Introduction and discussion:
The first stage, for me, is really important. I need to get to know my prospective client. Essentially I want to get a feel of that person and they need to get to know me as well. After all they are considering spending a fair bit of money and are putting themselves in my hands. I want to know what they are looking to get out of their treatment and what they are prepared to go through to get that result. I also want to know their circumstances – can they only come after work/school, how flexible are they around appointments etc.
This is crucial. The examination should be thorough and specifically related to orthodontics. The soft tissues of the mouth and the jaw joint should be examined to see if there are underlying problems. This is especially important in adults. We carry out both a full mouth charting (including periodontal health screening) and a full orthodontic assessment (looking at the jaw relationship as well as teeth).
These don’t always have to be done at the first assessment, but a scanning x-ray to check the health of the teeth and jaws, as well as to look for any anomalies, is essential when going forwards with treatment. Photographs are extremely helpful in diagnosis and help show patients the issues with their teeth and jaw relationship. Lastly a cast of the teeth is required to record the pre-treatment position of the teeth and is helpful when the clinician is considering the need for tooth extractions. We routinely take x-rays and photos at the first visit.
Treatment plan and discussion:
Once all of the information is collated, the orthodontist can plan the treatment with the patient. It’s important to take into account what they have told the clinician in the initial discussions. Where possible, the orthodontist needs to meet the potential patient’s requirements, and give advice or explanations when they can’t. It’s best not to present too many options, but bad to only offer one. After all, the whole purpose of the consultation is patient choice and making them involved in the decision making process. We will often offer an “ideal” treatment and an alternative “compromise” treatment and explain the pros and cons of each.
Not everyone is confident in making a decision to go ahead straight away, so it’s good to have one of the team call them a few days later, after they have had time to mull things over. This allows any concerns or questions the patient may not have thought of on the day to be answered. We routinely give every client a follow-up call to provide more information if needed.

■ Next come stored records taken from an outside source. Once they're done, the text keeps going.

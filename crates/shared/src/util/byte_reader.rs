// ByteReader - Bounded little-endian reads over a borrowed byte slice
// Every read is checked against the end of the slice and reports UnexpectedEof
// instead of panicking.

use byteorder::{ByteOrder, LittleEndian};
use std::io::{Error, ErrorKind};

/// A read-only cursor over binary data.
#[derive(Debug, Clone)]
pub struct ByteReader<'a> {
    data: &'a [u8],
    read_pos: usize,
}

fn past_end() -> Error {
    Error::new(ErrorKind::UnexpectedEof, "ByteReader read past end")
}

impl<'a> ByteReader<'a> {
    /// Create a reader positioned at `pos`
    pub fn at(data: &'a [u8], pos: usize) -> Result<Self, Error> {
        if pos > data.len() {
            return Err(past_end());
        }
        Ok(ByteReader { data, read_pos: pos })
    }

    fn take(&mut self, count: usize) -> Result<&'a [u8], Error> {
        let end = self.read_pos.checked_add(count).ok_or_else(past_end)?;
        if end > self.data.len() {
            return Err(past_end());
        }
        let bytes = &self.data[self.read_pos..end];
        self.read_pos = end;
        Ok(bytes)
    }

    /// Read a u8
    pub fn read_u8(&mut self) -> Result<u8, Error> {
        Ok(self.take(1)?[0])
    }

    /// Read a u32 (little-endian)
    pub fn read_u32(&mut self) -> Result<u32, Error> {
        Ok(LittleEndian::read_u32(self.take(4)?))
    }

    /// Borrow the next `count` bytes without copying
    pub fn read_slice(&mut self, count: usize) -> Result<&'a [u8], Error> {
        self.take(count)
    }

    /// Skip `count` bytes; fails if that would move past the end
    pub fn skip(&mut self, count: usize) -> Result<(), Error> {
        self.take(count).map(|_| ())
    }
}
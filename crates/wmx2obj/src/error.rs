use std::io;

/// Errors that abort a conversion run.
#[derive(Debug, thiserror::Error)]
pub enum ConvertError {
    #[error("bad arguments: {0}")]
    Argument(String),

    #[error("failed to open {role} file '{path}': {source}")]
    FileOpen {
        role: &'static str,
        path: String,
        #[source]
        source: io::Error,
    },

    #[error("seek to segment {segment} failed: {source}")]
    Seek {
        segment: u32,
        #[source]
        source: io::Error,
    },

    #[error("read of segment {segment} failed{}: {source}", eof_note(.eof))]
    Read {
        segment: u32,
        eof: bool,
        #[source]
        source: io::Error,
    },

    #[error(
        "block offset too large: segment {segment} block {block} offset {offset:#x} (max {max:#x})"
    )]
    InvalidBlockOffset {
        segment: u32,
        block: usize,
        offset: u32,
        max: usize,
    },

    #[error(
        "block records out of bounds: segment {segment} block {block} \
         needs {end:#x} bytes (segment is {size:#x})"
    )]
    InvalidRecordBounds {
        segment: u32,
        block: usize,
        end: usize,
        size: usize,
    },

    #[error("write to output failed: {0}")]
    Write(#[source] io::Error),
}

impl ConvertError {
    /// True if the error came from a truncated input stream
    pub fn is_eof(&self) -> bool {
        matches!(self, ConvertError::Read { eof: true, .. })
    }
}

fn eof_note(eof: &bool) -> &'static str {
    if *eof { " (EOF was reached)" } else { "" }
}
// Block layer
// Resolves a block through the segment's offset table and exposes its raw
// triangle and vertex records as borrowed views into the segment buffer.

use byteorder::{ByteOrder, LittleEndian};
use wmx_shared::util::ByteReader;

use crate::error::ConvertError;
use crate::{
    BLOCK_BOUNDS, BLOCK_HEADER_SIZE, BLOCK_OFFSET_MAX, BLOCK_OFFSET_SIZE, BLOCKS_PER_ROW,
    BLOCKS_PER_SEGMENT, GROUP_ID_SIZE, POLYGON_SIZE, VERTEX_SIZE, VERTICES_PER_POLYGON,
};

/// Triangle record; only the three local vertex indices are decoded.
#[derive(Debug, Clone, Copy, PartialEq, Eq)]
pub struct TriangleRecord {
    pub indices: [u8; VERTICES_PER_POLYGON],
}

impl TriangleRecord {
    fn from_bytes(bytes: &[u8]) -> Self {
        TriangleRecord {
            indices: [bytes[0], bytes[1], bytes[2]],
        }
    }
}

/// Vertex record holding raw (unfolded) 16-bit x, y, z coordinates.
#[derive(Debug, Clone, Copy, PartialEq, Eq)]
pub struct VertexRecord {
    pub raw: [u16; 3],
}

impl VertexRecord {
    fn from_bytes(bytes: &[u8]) -> Self {
        VertexRecord {
            raw: [
                LittleEndian::read_u16(&bytes[0..2]),
                LittleEndian::read_u16(&bytes[2..4]),
                LittleEndian::read_u16(&bytes[4..6]),
            ],
        }
    }
}

/// World offset `(x, z)` of block `pos` relative to its segment's corner
pub fn block_world_offset(pos: usize) -> (u64, u64) {
    (
        (pos % BLOCKS_PER_ROW) as u64 * BLOCK_BOUNDS,
        (pos / BLOCKS_PER_ROW) as u64 * BLOCK_BOUNDS,
    )
}

/// A decoded block header with views over its record lists.
#[derive(Debug, Clone, Copy)]
pub struct BlockView<'a> {
    pub position: usize,
    /// Resolved byte offset of the block header within the segment
    pub offset: usize,
    polygons: &'a [u8],
    vertices: &'a [u8],
}

impl<'a> BlockView<'a> {
    pub fn num_triangles(&self) -> usize {
        self.polygons.len() / POLYGON_SIZE
    }

    pub fn num_vertices(&self) -> usize {
        self.vertices.len() / VERTEX_SIZE
    }

    pub fn triangles(self) -> impl Iterator<Item = TriangleRecord> + 'a {
        self.polygons
            .chunks_exact(POLYGON_SIZE)
            .map(TriangleRecord::from_bytes)
    }

    pub fn vertices(self) -> impl Iterator<Item = VertexRecord> + 'a {
        self.vertices
            .chunks_exact(VERTEX_SIZE)
            .map(VertexRecord::from_bytes)
    }
}

/// Decode block `pos` of a segment.
///
/// `segment` is only used to label errors. Fails with `InvalidBlockOffset` when
/// the offset table entry exceeds `BLOCK_OFFSET_MAX`, and with
/// `InvalidRecordBounds` when the header or records would run past the end of
/// `data`.
pub fn decode_block(data: &[u8], segment: u32, pos: usize) -> Result<BlockView<'_>, ConvertError> {
    debug_assert!(pos < BLOCKS_PER_SEGMENT);

    let out_of_bounds = |end: usize| ConvertError::InvalidRecordBounds {
        segment,
        block: pos,
        end,
        size: data.len(),
    };

    let offset_loc = GROUP_ID_SIZE + pos * BLOCK_OFFSET_SIZE;
    let offset = ByteReader::at(data, offset_loc)
        .and_then(|mut reader| reader.read_u32())
        .map_err(|_| out_of_bounds(offset_loc + BLOCK_OFFSET_SIZE))?;

    if offset as usize > BLOCK_OFFSET_MAX {
        return Err(ConvertError::InvalidBlockOffset {
            segment,
            block: pos,
            offset,
            max: BLOCK_OFFSET_MAX,
        });
    }
    let offset = offset as usize;

    let mut reader =
        ByteReader::at(data, offset).map_err(|_| out_of_bounds(offset + BLOCK_HEADER_SIZE))?;
    let (num_polys, num_verts) =
        read_header(&mut reader).map_err(|_| out_of_bounds(offset + BLOCK_HEADER_SIZE))?;

    let polygons_len = num_polys * POLYGON_SIZE;
    let vertices_len = num_verts * VERTEX_SIZE;
    let end = offset + BLOCK_HEADER_SIZE + polygons_len + vertices_len;
    if end > data.len() {
        return Err(out_of_bounds(end));
    }

    let polygons = reader.read_slice(polygons_len).map_err(|_| out_of_bounds(end))?;
    let vertices = reader.read_slice(vertices_len).map_err(|_| out_of_bounds(end))?;

    Ok(BlockView {
        position: pos,
        offset,
        polygons,
        vertices,
    })
}

/// Triangle count, vertex count, then two reserved bytes
fn read_header(reader: &mut ByteReader<'_>) -> std::io::Result<(usize, usize)> {
    let num_polys = reader.read_u8()?;
    let num_verts = reader.read_u8()?;
    reader.skip(BLOCK_HEADER_SIZE - 2)?;
    Ok((usize::from(num_polys), usize::from(num_verts)))
}
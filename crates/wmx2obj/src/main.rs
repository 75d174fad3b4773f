// wmx2obj - World map geometry (wmx) to Wavefront OBJ converter
//
// Usage: wmx2obj <input> <output> [<start-segment> [<end-segment>]]

use std::fs::File;
use std::io::BufWriter;
use std::path::PathBuf;

use anyhow::Context;
use clap::Parser;

use wmx_shared::config::get_config;
use wmx_shared::log::{initialize_logging, map_log_level, WorkerGuard};
use wmx_shared::{CONFIG_ENV_PREFIX, DEFAULT_CONFIG};

use wmx2obj::{convert_to_obj, ConvertError, SegmentRange, SEGMENT_MAX, SEGMENT_MIN};

/// Console log level used when neither the CLI nor the config sets one
const DEFAULT_LOG_LEVEL: i32 = 1;

#[derive(Parser, Debug)]
#[command(name = "wmx2obj")]
#[command(about = "Convert world map geometry segments to Wavefront OBJ")]
#[command(version)]
struct Cli {
    /// Console log level override (0=Error, 1=Warn, 2=Info, 3=Debug, 4=Trace)
    #[arg(short, long, value_name = "LEVEL")]
    log_level: Option<i32>,

    /// Configuration file path (default: wmx2obj.conf if present)
    #[arg(short, long, value_name = "FILE")]
    config: Option<String>,

    /// Binary world map file
    input: PathBuf,

    /// Wavefront OBJ file to create
    output: PathBuf,

    /// First segment to convert (0-834)
    start: Option<u32>,

    /// Last segment to convert (start-834)
    end: Option<u32>,
}

fn load_config(path: Option<&str>) -> anyhow::Result<()> {
    let mut config = get_config().lock();
    match path {
        Some(path) => {
            if !config.set_source(path, CONFIG_ENV_PREFIX) {
                anyhow::bail!("Could not read configuration file {}", path);
            }
        }
        None => {
            // The default file is optional; environment overrides still apply
            config.set_source(DEFAULT_CONFIG, CONFIG_ENV_PREFIX);
        }
    }
    Ok(())
}

fn init_logging(log_level: Option<i32>) -> anyhow::Result<Option<WorkerGuard>> {
    let (log_dir, config_level) = {
        let config = get_config().lock();
        let dir = config.get_string_default("LogsDir", "");
        let level = config.get_int_default("LogLevel", DEFAULT_LOG_LEVEL);
        (if dir.is_empty() { None } else { Some(dir) }, level)
    };
    let console_level = map_log_level(log_level.unwrap_or(config_level));
    initialize_logging(log_dir.as_deref(), console_level)
        .context("Failed to open log directory")
}

fn open_files(cli: &Cli) -> Result<(File, File), ConvertError> {
    let input = File::open(&cli.input).map_err(|source| ConvertError::FileOpen {
        role: "input",
        path: cli.input.display().to_string(),
        source,
    })?;
    let output = File::create(&cli.output).map_err(|source| ConvertError::FileOpen {
        role: "output",
        path: cli.output.display().to_string(),
        source,
    })?;
    Ok((input, output))
}

fn main() -> anyhow::Result<()> {
    let cli = Cli::parse();

    load_config(cli.config.as_deref())?;
    // Dropping the guard flushes the log file, on success and on error
    let _log_guard = init_logging(cli.log_level)?;

    let range = SegmentRange::new(
        cli.start.unwrap_or(SEGMENT_MIN),
        cli.end.unwrap_or(SEGMENT_MAX),
    )?;

    let (input, output) = open_files(&cli)?;
    tracing::debug!(
        "Input '{}', output '{}', config '{}'",
        cli.input.display(),
        cli.output.display(),
        get_config().lock().filename()
    );

    println!(
        "Starting conversion of segments {}-{} to {}",
        range.start(),
        range.end(),
        cli.output.display()
    );

    convert_to_obj(input, BufWriter::new(output), range).context("Conversion failed")?;

    println!("Conversion successful");
    Ok(())
}
// Conversion driver
// Walks an inclusive segment range, decoding every block in order and
// threading the global vertex numbering through the whole run.

use std::io::{Read, Seek, Write};

use crate::block::{block_world_offset, decode_block};
use crate::emit::{GeometryEmitter, VertexIndexState};
use crate::error::ConvertError;
use crate::segment::{GridPosition, SegmentBuffer, SegmentReader};
use crate::{BLOCKS_PER_SEGMENT, SEGMENT_MAX, SEGMENT_MIN, SEGMENTS_PER_ROW};

/// Inclusive range of segment indices to convert.
#[derive(Debug, Clone, Copy, PartialEq, Eq)]
pub struct SegmentRange {
    start: u32,
    end: u32,
}

impl SegmentRange {
    pub fn new(start: u32, end: u32) -> Result<Self, ConvertError> {
        if start > SEGMENT_MAX {
            return Err(ConvertError::Argument(format!(
                "start segment {start} out of range {SEGMENT_MIN}-{SEGMENT_MAX}"
            )));
        }
        if end > SEGMENT_MAX {
            return Err(ConvertError::Argument(format!(
                "end segment {end} out of range {start}-{SEGMENT_MAX}"
            )));
        }
        if end < start {
            return Err(ConvertError::Argument(format!(
                "end segment {end} is before start segment {start}"
            )));
        }
        Ok(SegmentRange { start, end })
    }

    /// Every segment of the map
    pub fn full() -> Self {
        SegmentRange {
            start: SEGMENT_MIN,
            end: SEGMENT_MAX,
        }
    }

    pub fn start(&self) -> u32 {
        self.start
    }

    pub fn end(&self) -> u32 {
        self.end
    }

    pub fn len(&self) -> u32 {
        self.end - self.start + 1
    }

    /// Grid index used for the world offset of the first segment.
    ///
    /// Keeps the model close to the origin: ranges spanning several rows start
    /// at the start segment's column, single-row ranges start at column 0. The
    /// index then advances by one per segment.
    pub fn first_grid_index(&self) -> u32 {
        if self.start / SEGMENTS_PER_ROW != self.end / SEGMENTS_PER_ROW {
            self.start % SEGMENTS_PER_ROW
        } else {
            0
        }
    }
}

/// Totals for a finished run.
#[derive(Debug, Default, Clone, Copy, PartialEq, Eq)]
pub struct ConversionStats {
    pub segments: u32,
    pub blocks: u32,
    pub faces: u64,
    pub vertices: u64,
    /// Final value of the global vertex counter
    pub vert_max: u64,
}

/// Owns the emitter and the vertex numbering state for one run.
pub struct ConversionDriver<W> {
    emitter: GeometryEmitter<W>,
    state: VertexIndexState,
    segments: u32,
    blocks: u32,
}

impl<W: Write> ConversionDriver<W> {
    pub fn new(output: W) -> Self {
        ConversionDriver {
            emitter: GeometryEmitter::new(output),
            state: VertexIndexState::new(),
            segments: 0,
            blocks: 0,
        }
    }

    pub fn stats(&self) -> ConversionStats {
        ConversionStats {
            segments: self.segments,
            blocks: self.blocks,
            faces: self.emitter.faces_written(),
            vertices: self.emitter.vertices_written(),
            vert_max: self.state.vert_max(),
        }
    }

    /// Read and convert every segment of `range`, then flush the output.
    pub fn run<R: Read + Seek>(
        &mut self,
        input: R,
        range: SegmentRange,
    ) -> Result<ConversionStats, ConvertError> {
        let mut reader = SegmentReader::new(input);
        reader.seek_to_segment(range.start())?;

        let mut buffer = SegmentBuffer::new();
        let mut grid_index = range.first_grid_index();

        for _ in range.start()..=range.end() {
            let segment = reader.read_segment(&mut buffer).inspect_err(|err| {
                tracing::error!("{}", err);
            })?;
            self.convert_segment(buffer.as_slice(), segment, grid_index)?;
            grid_index += 1;
        }

        self.emitter.flush()?;
        Ok(self.stats())
    }

    /// Convert all blocks of one raw segment placed at `grid_index` in the world.
    pub fn convert_segment(
        &mut self,
        data: &[u8],
        segment: u32,
        grid_index: u32,
    ) -> Result<(), ConvertError> {
        let grid = GridPosition::from_index(grid_index);
        let (x, z) = grid.world_offset();
        tracing::debug!(
            "Segment {} -> grid {} (row {}, col {})",
            segment,
            grid_index,
            grid.row,
            grid.col
        );

        for pos in 0..BLOCKS_PER_SEGMENT {
            let block = decode_block(data, segment, pos).inspect_err(|err| {
                tracing::error!("{}", err);
            })?;
            let (bx, bz) = block_world_offset(pos);
            tracing::trace!(
                "Segment {} block {}: offset={:#x} triangles={} vertices={} base={}",
                segment,
                pos,
                block.offset,
                block.num_triangles(),
                block.num_vertices(),
                self.state.vert_max()
            );

            self.state.begin_block();
            self.emitter.emit_block(block, (x + bx, z + bz), &mut self.state)?;
            self.state.finish_block();
            self.blocks += 1;
        }

        self.segments += 1;
        Ok(())
    }

    pub fn into_inner(self) -> W {
        self.emitter.into_inner()
    }
}

/// Convert `range` of `input` into OBJ text on `output`.
///
/// On error the output holds everything emitted before the failing block.
pub fn convert_to_obj<R, W>(
    input: R,
    output: W,
    range: SegmentRange,
) -> Result<ConversionStats, ConvertError>
where
    R: Read + Seek,
    W: Write,
{
    tracing::info!(
        "Converting segments {}-{} ({} segments)",
        range.start(),
        range.end(),
        range.len()
    );
    let stats = ConversionDriver::new(output).run(input, range)?;
    tracing::info!(
        "Wrote {} vertices and {} faces from {} blocks in {} segments",
        stats.vertices,
        stats.faces,
        stats.blocks,
        stats.segments
    );
    Ok(stats)
}
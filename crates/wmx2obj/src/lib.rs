// wmx2obj - World map geometry (wmx) to Wavefront OBJ converter
//
// Decoding layers, innermost first:
// - segment: fixed-size segment reads from the input stream
// - block:   offset table resolution and block record views
// - emit:    OBJ face/vertex lines and global vertex numbering
// - convert: segment range iteration and world offsets

pub mod block;
pub mod convert;
pub mod emit;
pub mod error;
pub mod segment;

#[cfg(test)]
pub(crate) mod test_support;

pub use convert::{convert_to_obj, ConversionStats, SegmentRange};
pub use error::ConvertError;

/// Size of one segment in the input file
pub const SEGMENT_SIZE: usize = 0x9000;
pub const SEGMENT_MIN: u32 = 0;
pub const SEGMENT_MAX: u32 = 834;
pub const SEGMENTS_PER_ROW: u32 = 32;
/// Width of a segment in map units
pub const SEGMENT_BOUNDS: u64 = 8192;

pub const BLOCKS_PER_SEGMENT: usize = 16;
pub const BLOCKS_PER_ROW: usize = 4;
pub const BLOCK_SIZE: usize = SEGMENT_SIZE / BLOCKS_PER_SEGMENT;
/// Largest offset table entry that keeps a block inside its segment
pub const BLOCK_OFFSET_MAX: usize = SEGMENT_SIZE - BLOCK_SIZE;
/// Width of a block in map units
pub const BLOCK_BOUNDS: u64 = SEGMENT_BOUNDS / BLOCKS_PER_ROW as u64;

/// Leading group id before the block offset table
pub const GROUP_ID_SIZE: usize = 4;
pub const BLOCK_OFFSET_SIZE: usize = 4;
pub const BLOCK_HEADER_SIZE: usize = 4;
pub const POLYGON_SIZE: usize = 16;
pub const VERTEX_SIZE: usize = 8;
pub const VERTICES_PER_POLYGON: usize = 3;
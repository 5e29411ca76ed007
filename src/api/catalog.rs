use super::http::{read_limited_bytes, BodyError, Endpoints};
use super::types::CatalogEntry;
use serde_json::Value;
use std::time::Duration;
use thiserror::Error;

/// The full Steam app list is tens of megabytes; anything past this is not it.
const MAX_CATALOG_SIZE: usize = 64 * 1024 * 1024;

/// Errors that abort the run: without a catalog there is nothing to chart.
#[derive(Debug, Error)]
pub enum CatalogError {
    /// Network-level error (DNS, connection, TLS, etc.). The URL is stripped
    /// so an API key in the query never reaches the error text.
    #[error("Request failed")]
    Network(#[source] reqwest::Error),
    /// HTTP response with non-2xx status code
    #[error("HTTP error: status {0}")]
    HttpStatus(u16),
    #[error("Request timed out")]
    Timeout,
    /// Server kept answering 429 Too Many Requests
    #[error("Rate limited after {0} retries")]
    RateLimited(u32),
    #[error("Response too large")]
    ResponseTooLarge,
    #[error("Incomplete response: expected {expected} bytes, received {received}")]
    IncompleteResponse { expected: u64, received: usize },
    /// Body was not JSON or lacked `applist.apps`
    #[error("Parse error: {0}")]
    Parse(String),
}

impl From<BodyError> for CatalogError {
    fn from(err: BodyError) -> Self {
        match err {
            BodyError::Network(e) => CatalogError::Network(e.without_url()),
            BodyError::TooLarge(_) => CatalogError::ResponseTooLarge,
            BodyError::Incomplete { expected, received } => {
                CatalogError::IncompleteResponse { expected, received }
            }
        }
    }
}

/// Backoff schedule for transient catalog failures (429, 5xx, truncated body).
#[derive(Debug, Clone)]
pub struct RetryPolicy {
    pub max_retries: u32,
    /// Delay before the first retry; doubles on each subsequent retry.
    pub base_delay: Duration,
    pub request_timeout: Duration,
}

impl Default for RetryPolicy {
    fn default() -> Self {
        Self {
            max_retries: 3,
            base_delay: Duration::from_secs(2), // 2s, 4s, 8s
            request_timeout: Duration::from_secs(30),
        }
    }
}

impl RetryPolicy {
    fn delay_for(&self, retry: u32) -> Duration {
        self.base_delay.saturating_mul(2u32.saturating_pow(retry))
    }
}

/// Fetch and filter the catalog with the default retry policy.
pub async fn fetch_catalog(
    client: &reqwest::Client,
    endpoints: &Endpoints,
) -> Result<Vec<CatalogEntry>, CatalogError> {
    fetch_catalog_with(client, endpoints, &RetryPolicy::default()).await
}

/// Fetch the app list, parse it, and drop unusable entries.
///
/// # Errors
///
/// - [`CatalogError::HttpStatus`] - 4xx immediately, 5xx once retries run out
/// - [`CatalogError::RateLimited`] - 429 after `max_retries`
/// - [`CatalogError::Timeout`] / [`CatalogError::Network`] - transport failures
/// - [`CatalogError::ResponseTooLarge`] - body exceeded the size cap
/// - [`CatalogError::Parse`] - body is not the expected JSON shape
pub async fn fetch_catalog_with(
    client: &reqwest::Client,
    endpoints: &Endpoints,
    policy: &RetryPolicy,
) -> Result<Vec<CatalogEntry>, CatalogError> {
    let url = endpoints.catalog_url();
    let mut retry_count = 0;

    let bytes = loop {
        let response = tokio::time::timeout(policy.request_timeout, client.get(url.clone()).send())
            .await
            .map_err(|_| CatalogError::Timeout)?
            .map_err(|e| CatalogError::Network(e.without_url()))?;

        let status = response.status();

        if status == reqwest::StatusCode::TOO_MANY_REQUESTS {
            if retry_count >= policy.max_retries {
                return Err(CatalogError::RateLimited(policy.max_retries));
            }
            let delay = policy.delay_for(retry_count);
            tracing::warn!(
                retry = retry_count,
                delay_ms = delay.as_millis() as u64,
                "Catalog request rate limited, backing off"
            );
            tokio::time::sleep(delay).await;
            retry_count += 1;
            continue;
        }

        if status.is_server_error() {
            if retry_count >= policy.max_retries {
                return Err(CatalogError::HttpStatus(status.as_u16()));
            }
            let delay = policy.delay_for(retry_count);
            tracing::warn!(
                status = %status,
                retry = retry_count,
                delay_ms = delay.as_millis() as u64,
                "Catalog server error, retrying after delay"
            );
            tokio::time::sleep(delay).await;
            retry_count += 1;
            continue;
        }

        if !status.is_success() {
            return Err(CatalogError::HttpStatus(status.as_u16()));
        }

        match read_limited_bytes(response, MAX_CATALOG_SIZE).await {
            Ok(bytes) => break bytes,
            Err(BodyError::Incomplete { expected, received })
                if retry_count < policy.max_retries =>
            {
                let delay = policy.delay_for(retry_count);
                tracing::debug!(
                    expected,
                    received,
                    attempt = retry_count + 1,
                    "Retrying incomplete catalog download"
                );
                tokio::time::sleep(delay).await;
                retry_count += 1;
            }
            Err(e) => return Err(e.into()),
        }
    };

    let raw = parse_catalog(&bytes)?;
    let raw_count = raw.len();
    let entries = filter_catalog(raw);

    tracing::info!(
        raw = raw_count,
        kept = entries.len(),
        "Catalog fetched"
    );

    Ok(entries)
}

/// Parse the `applist.apps` array.
///
/// Items without a numeric `appid` or a string `name` are malformed and are
/// dropped here rather than failing the whole catalog.
pub fn parse_catalog(bytes: &[u8]) -> Result<Vec<CatalogEntry>, CatalogError> {
    let body: Value =
        serde_json::from_slice(bytes).map_err(|e| CatalogError::Parse(e.to_string()))?;

    let apps = body
        .get("applist")
        .and_then(|list| list.get("apps"))
        .and_then(Value::as_array)
        .ok_or_else(|| CatalogError::Parse("missing applist.apps".to_string()))?;

    let mut malformed = 0usize;
    let entries: Vec<CatalogEntry> = apps
        .iter()
        .filter_map(|app| {
            let id = app.get("appid").and_then(Value::as_u64);
            let name = app.get("name").and_then(Value::as_str);
            match (id, name) {
                (Some(id), Some(name)) => Some(CatalogEntry::new(id, name)),
                _ => {
                    malformed += 1;
                    None
                }
            }
        })
        .collect();

    if malformed > 0 {
        tracing::debug!(malformed, "Catalog items without appid/name skipped");
    }

    Ok(entries)
}

/// Keep only listable entries, trimming their names. Order is preserved.
pub fn filter_catalog(raw: Vec<CatalogEntry>) -> Vec<CatalogEntry> {
    raw.into_iter()
        .filter(CatalogEntry::is_listable)
        .map(|entry| CatalogEntry {
            name: entry.name.trim().to_string(),
            ..entry
        })
        .collect()
}
//! steamdash: a terminal dashboard of Steam games grouped by genre.
//!
//! The pipeline runs once at startup:
//!
//! 1. [`api::fetch_catalog`] downloads the full app list and
//!    [`api::filter_catalog`] drops unnamed and test entries.
//! 2. [`pipeline::enrich`] looks up store details for a prefix of the
//!    catalog, one request at a time with a fixed pause.
//! 3. [`pipeline::DashboardContext`] indexes the enriched games by genre.
//!
//! The [`dashboard`] controller then derives every view from that context;
//! the [`ui`] module hosts it in a terminal.

pub mod api;
pub mod app;
pub mod config;
pub mod dashboard;
pub mod keybindings;
pub mod pipeline;
pub mod theme;
pub mod ui;
pub mod util;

So as you can see the process is quite involved. We allow a minimum of 50 minutes for a new patient consultation as we have found that this gives the time to follow the processes above. If you have had a consultation before, I would be really interested in your experiences and what effect that had on making your treatment decision. If you are looking for a consultation, I would ask the practice what it involves and compare it to my outline above and see if you are getting value for your money!